The goal of this project is to identify tissue-specific molecular targets associated with chemical-induced carcinogenesis and pharmacophores for new anticancer drugs that “interact” with them.  The success of this project will result in the identification of new pharmacophores associated with a high degree of cell type-specificity and the cellular components they affect.  This project uses structure-activity relationship (SAR) modeling of tissue-specific carcinogens followed by comparative genomics and proteomics analyses to identify the molecular targets they interact with or influence.

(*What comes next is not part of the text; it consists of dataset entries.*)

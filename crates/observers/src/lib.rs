//! Reusable observers for the slope solvers.
//!
//! This crate provides [`Observer`] implementations and capability traits that
//! work across the gradient descent, steepest descent, and line search
//! solvers.
//!
//! # Modules
//!
//! - [`traits`]: capability traits for cross-solver observers
//!   ([`HasIteration`], [`HasObjective`], [`HasGradientNorm`], [`CanStopEarly`])
//!
//! # Observers
//!
//! - [`TraceObserver`]: logs each iteration through `tracing`
//!
//! # Features
//!
//! - `plot`: enables [`PlotObserver`] for visualizing solver behavior via egui.
//!   This feature adds dependencies on `eframe` and `egui_plot`.
//!
//! [`Observer`]: slope_core::Observer
//! [`HasIteration`]: traits::HasIteration
//! [`HasObjective`]: traits::HasObjective
//! [`HasGradientNorm`]: traits::HasGradientNorm
//! [`CanStopEarly`]: traits::CanStopEarly

pub mod traits;

mod trace;

pub use trace::TraceObserver;

#[cfg(feature = "plot")]
mod plot;

#[cfg(feature = "plot")]
pub use plot::{PlotObserver, Plottable, ShowConfig};
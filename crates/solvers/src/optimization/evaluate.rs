use thiserror::Error;

use slope_core::{Model, OptimizationProblem, Snapshot};

/// The result of evaluating an optimization problem at a given `x`.
#[derive(Debug, Clone)]
pub struct Evaluation<I, O, const N: usize> {
    pub x: [f64; N],

    pub objective: f64,

    pub snapshot: Snapshot<I, O>,
}

/// Errors that can occur when evaluating an optimization problem.
#[derive(Debug, Error)]
pub enum EvalError<ME, PE> {
    /// The model call failed.
    #[error("model call failed")]
    Model(#[source] ME),

    /// Failed to construct input or compute the objective.
    #[error("problem error")]
    Problem(#[source] PE),
}

/// Type alias for the result of [`evaluate`].
pub type EvaluateResult<M, P, const N: usize> = Result<
    Evaluation<<M as Model>::Input, <M as Model>::Output, N>,
    EvalError<<M as Model>::Error, <P as OptimizationProblem<N>>::Error>,
>;

/// Evaluates the model in the context of an optimization problem.
///
/// This function maps `x` to model input, calls the model, then computes
/// the objective from the input and output.
///
/// # Errors
///
/// Returns an error if input mapping, model call, or objective computation fails.
pub fn evaluate<M, P, const N: usize>(model: &M, problem: &P, x: [f64; N]) -> EvaluateResult<M, P, N>
where
    M: Model,
    P: OptimizationProblem<N, Input = M::Input, Output = M::Output>,
{
    let input = problem.input(&x).map_err(EvalError::Problem)?;
    let output = model.call(&input).map_err(EvalError::Model)?;
    let objective = problem
        .objective(&input, &output)
        .map_err(EvalError::Problem)?;

    Ok(Evaluation {
        x,
        objective,
        snapshot: Snapshot::new(input, output),
    })
}

/// Evaluates only the objective at `x`, discarding the snapshot.
///
/// This is the scalar function handed to the finite-difference routines.
///
/// # Errors
///
/// Returns an error if input mapping, model call, or objective computation fails.
pub fn objective<M, P, const N: usize>(
    model: &M,
    problem: &P,
    x: &[f64; N],
) -> Result<f64, EvalError<M::Error, P::Error>>
where
    M: Model,
    P: OptimizationProblem<N, Input = M::Input, Output = M::Output>,
{
    evaluate(model, problem, *x).map(|eval| eval.objective)
}

#[cfg(test)]
mod tests {
    use super::*;

    use std::convert::Infallible;

    use approx::assert_relative_eq;

    struct Distance;

    impl Model for Distance {
        type Input = (f64, f64);
        type Output = f64;
        type Error = Infallible;

        fn call(&self, input: &(f64, f64)) -> Result<f64, Infallible> {
            Ok(input.0.hypot(input.1))
        }
    }

    #[derive(Debug, Error)]
    #[error("negative coordinates are not allowed")]
    struct Negative;

    /// Objective is the squared distance; rejects negative coordinates.
    struct SquaredDistance;

    impl OptimizationProblem<2> for SquaredDistance {
        type Input = (f64, f64);
        type Output = f64;
        type Error = Negative;

        fn input(&self, x: &[f64; 2]) -> Result<(f64, f64), Negative> {
            if x.iter().any(|c| *c < 0.0) {
                return Err(Negative);
            }
            Ok((x[0], x[1]))
        }

        fn objective(&self, _input: &(f64, f64), output: &f64) -> Result<f64, Negative> {
            Ok(output * output)
        }
    }

    #[test]
    fn evaluate_captures_snapshot() {
        let eval = evaluate(&Distance, &SquaredDistance, [3.0, 4.0]).unwrap();

        assert_eq!(eval.x, [3.0, 4.0]);
        assert_relative_eq!(eval.objective, 25.0);
        assert_eq!(eval.snapshot.input, (3.0, 4.0));
        assert_relative_eq!(eval.snapshot.output, 5.0);
    }

    #[test]
    fn problem_errors_are_reported_as_problem() {
        let result = evaluate(&Distance, &SquaredDistance, [-1.0, 4.0]);

        assert!(matches!(result, Err(EvalError::Problem(Negative))));
    }

    #[test]
    fn objective_matches_evaluate() {
        let value = objective(&Distance, &SquaredDistance, &[6.0, 8.0]).unwrap();

        assert_relative_eq!(value, 100.0);
    }
}
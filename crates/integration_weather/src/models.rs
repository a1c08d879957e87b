//! Response models for OpenWeatherMap and ipinfo

use serde::{Deserialize, Serialize};

/// One Call response, trimmed to the current and daily blocks
#[derive(Debug, Clone, PartialEq, Serialize, Deserialize)]
pub struct OneCall {
    /// Shift from UTC of the requested location, in seconds
    #[serde(default)]
    pub timezone_offset: i32,
    pub current: Conditions,
    #[serde(default)]
    pub daily: Vec<DailyOutlook>,
}

/// Current conditions; times are unix seconds
#[derive(Debug, Clone, PartialEq, Serialize, Deserialize)]
pub struct Conditions {
    pub dt: i64,
    /// Absent during polar day and night
    #[serde(default)]
    pub sunrise: Option<i64>,
    #[serde(default)]
    pub sunset: Option<i64>,
    pub temp: f64,
    #[serde(default)]
    pub weather: Vec<WeatherTag>,
}

impl Conditions {
    #[must_use]
    pub fn primary(&self) -> Option<&WeatherTag> {
        self.weather.first()
    }
}

#[derive(Debug, Clone, PartialEq, Eq, Serialize, Deserialize)]
pub struct WeatherTag {
    pub id: u32,
    /// Group name, e.g. `Rain`
    pub main: String,
    /// e.g. `light rain`
    pub description: String,
    /// Icon code, e.g. `10d`
    pub icon: String,
}

/// One day of the daily forecast
#[derive(Debug, Clone, PartialEq, Serialize, Deserialize)]
pub struct DailyOutlook {
    /// Noon of the day, unix seconds
    pub dt: i64,
    pub temp: TempRange,
    #[serde(default)]
    pub weather: Vec<WeatherTag>,
}

impl DailyOutlook {
    #[must_use]
    pub fn primary(&self) -> Option<&WeatherTag> {
        self.weather.first()
    }
}

#[derive(Debug, Clone, Copy, PartialEq, Serialize, Deserialize)]
pub struct TempRange {
    pub min: f64,
    pub max: f64,
}

/// ipinfo.io details for the caller's public address
#[derive(Debug, Clone, Default, PartialEq, Eq, Serialize, Deserialize)]
pub struct IpDetails {
    pub ip: String,
    #[serde(default)]
    pub hostname: Option<String>,
    #[serde(default)]
    pub city: Option<String>,
    #[serde(default)]
    pub region: Option<String>,
    #[serde(default)]
    pub country: Option<String>,
    /// `"lat,lon"`
    #[serde(default)]
    pub loc: Option<String>,
    #[serde(default)]
    pub org: Option<String>,
    #[serde(default)]
    pub postal: Option<String>,
    #[serde(default)]
    pub timezone: Option<String>,
}

impl IpDetails {
    /// Latitude and longitude parsed from `loc`
    #[must_use]
    pub fn coordinates(&self) -> Option<(f64, f64)> {
        let (lat, lon) = self.loc.as_deref()?.split_once(',')?;
        Some((lat.trim().parse().ok()?, lon.trim().parse().ok()?))
    }
}

#[cfg(test)]
mod tests {
    use super::*;

    #[test]
    fn one_call_tolerates_missing_optional_blocks() {
        let call: OneCall = serde_json::from_str(
            r#"{"current": {"dt": 1717243200, "temp": 71.2, "weather": []}}"#,
        )
        .unwrap();
        assert_eq!(call.timezone_offset, 0);
        assert!(call.daily.is_empty());
        assert!(call.current.sunrise.is_none());
        assert!(call.current.primary().is_none());
    }

    #[test]
    fn coordinates_from_loc() {
        let details = IpDetails {
            ip: "203.0.113.7".into(),
            loc: Some("41.8500,-87.6500".into()),
            ..IpDetails::default()
        };
        assert_eq!(details.coordinates(), Some((41.85, -87.65)));
    }

    #[test]
    fn malformed_loc_has_no_coordinates() {
        for loc in [None, Some("41.85"), Some("north,west")] {
            let details = IpDetails {
                ip: "203.0.113.7".into(),
                loc: loc.map(str::to_string),
                ..IpDetails::default()
            };
            assert_eq!(details.coordinates(), None, "{loc:?}");
        }
    }
}
//! Pushed.co client

use std::fmt;

use async_trait::async_trait;
use reqwest::Client;
use serde::{Deserialize, Serialize};
use thiserror::Error;
use tracing::{debug, info, instrument};

#[derive(Debug, Error)]
pub enum PushedError {
    #[error("Connection failed: {0}")]
    ConnectionFailed(String),

    #[error("Request failed: {0}")]
    RequestFailed(String),

    /// Pushed answered with a non-2xx status
    #[error("Push rejected: HTTP {status}: {body}")]
    Rejected { status: u16, body: String },
}

#[derive(Debug, Clone, Serialize, Deserialize)]
pub struct PushedConfig {
    /// Request timeout in seconds (default: 10)
    #[serde(default = "default_timeout")]
    pub timeout_secs: u64,
}

const fn default_timeout() -> u64 {
    10
}

impl Default for PushedConfig {
    fn default() -> Self {
        Self {
            timeout_secs: default_timeout(),
        }
    }
}

/// App credentials and endpoint, as stored in the secret store
#[derive(Clone, Deserialize)]
pub struct PushedCredentials {
    pub app_key: String,
    pub app_secret: String,
    /// Push endpoint, e.g. `https://api.pushed.co/1/push`
    pub url: String,
}

impl fmt::Debug for PushedCredentials {
    fn fmt(&self, f: &mut fmt::Formatter<'_>) -> fmt::Result {
        f.debug_struct("PushedCredentials")
            .field("app_key", &self.app_key)
            .field("url", &self.url)
            .finish_non_exhaustive()
    }
}

#[async_trait]
pub trait PushedClient: Send + Sync {
    /// Push `{node}.{app} -> {msg}` to the app's subscribers
    async fn push(&self, node: &str, app: &str, msg: &str) -> Result<(), PushedError>;
}

#[derive(Debug)]
pub struct PushedHttpClient {
    client: Client,
    credentials: PushedCredentials,
}

impl PushedHttpClient {
    /// # Errors
    ///
    /// Returns an error if the HTTP client cannot be initialized.
    pub fn new(config: &PushedConfig, credentials: PushedCredentials) -> Result<Self, PushedError> {
        let client = Client::builder()
            .timeout(std::time::Duration::from_secs(config.timeout_secs))
            .build()
            .map_err(|e| PushedError::ConnectionFailed(e.to_string()))?;
        Ok(Self {
            client,
            credentials,
        })
    }

    /// Text shown on the device
    #[must_use]
    pub fn content(node: &str, app: &str, msg: &str) -> String {
        format!("{node}.{app} -> {msg}")
    }
}

#[async_trait]
impl PushedClient for PushedHttpClient {
    #[instrument(skip(self, msg))]
    async fn push(&self, node: &str, app: &str, msg: &str) -> Result<(), PushedError> {
        let content = Self::content(node, app, msg);
        debug!(url = %self.credentials.url, "Sending push notification");
        let form = [
            ("app_key", self.credentials.app_key.as_str()),
            ("app_secret", self.credentials.app_secret.as_str()),
            ("target_type", "app"),
            ("content", content.as_str()),
        ];
        let response = self
            .client
            .post(&self.credentials.url)
            .form(&form)
            .send()
            .await
            .map_err(|e| PushedError::RequestFailed(e.to_string()))?;

        let status = response.status();
        let body = response.text().await.unwrap_or_default();
        if !status.is_success() {
            return Err(PushedError::Rejected {
                status: status.as_u16(),
                body,
            });
        }
        info!(response = %body, "Push notification sent");
        Ok(())
    }
}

The Specific Aims for this project are:

  1. SAR Models: Update “control” SAR models for carcinogenicity and “experimental” SAR models for tissue-specific carcinogenesis.  The control models will be based on the traditional SAR method of contrasting carcinogens to non-carcinogens; the experimental models will be based on a new method of contrasting carcinogens from one site to those of all other sites.  Control models will handle the problem of “what makes a chemical a carcinogen” and the experimental models will tackle the problem of “what makes a carcinogen target a specific site.”
  2. Toxicophore Identification: From SA1, define sets of compounds (i.e., with similar structure and biological activity) associated with tissue-specific carcinogenesis and refine these models with ligand-based 3D SAR to develop small libraries of suitable compounds for in vitro testing.
  3. Target Identification: Using the compounds from SA2 as chemical probes, assay site-matched cell lines in order to identify what tissue-specific molecular targets they interact with through comparative genomics and proteomics analyses.

Our rationale is that although carcinogens show a degree of tissue specificity, it is not complete, which makes the study of specific mechanisms difficult and, to overcome this, we will divide and tackle the problem.  The first step involves SAR modeling that contrasts carcinogens from one tissue to carcinogens from all others.  Since carcinogens are on both sides of the SAR equation, carcinogenicity per se drops out, and we hypothesize that by controlling our analyses as such, features associated with targeting the carcinogen to the specific tissue will become discernable.  The second involves using small sets of structurally-defined compounds with tissue-specific activity for comparative genomics and proteomics analyses to identify new molecular target(s) associated with their tissue specificity.  New drugs based on this approach will therefore predominately interact with, and be toxic only to, (cancer) cells possessing the particular molecular target.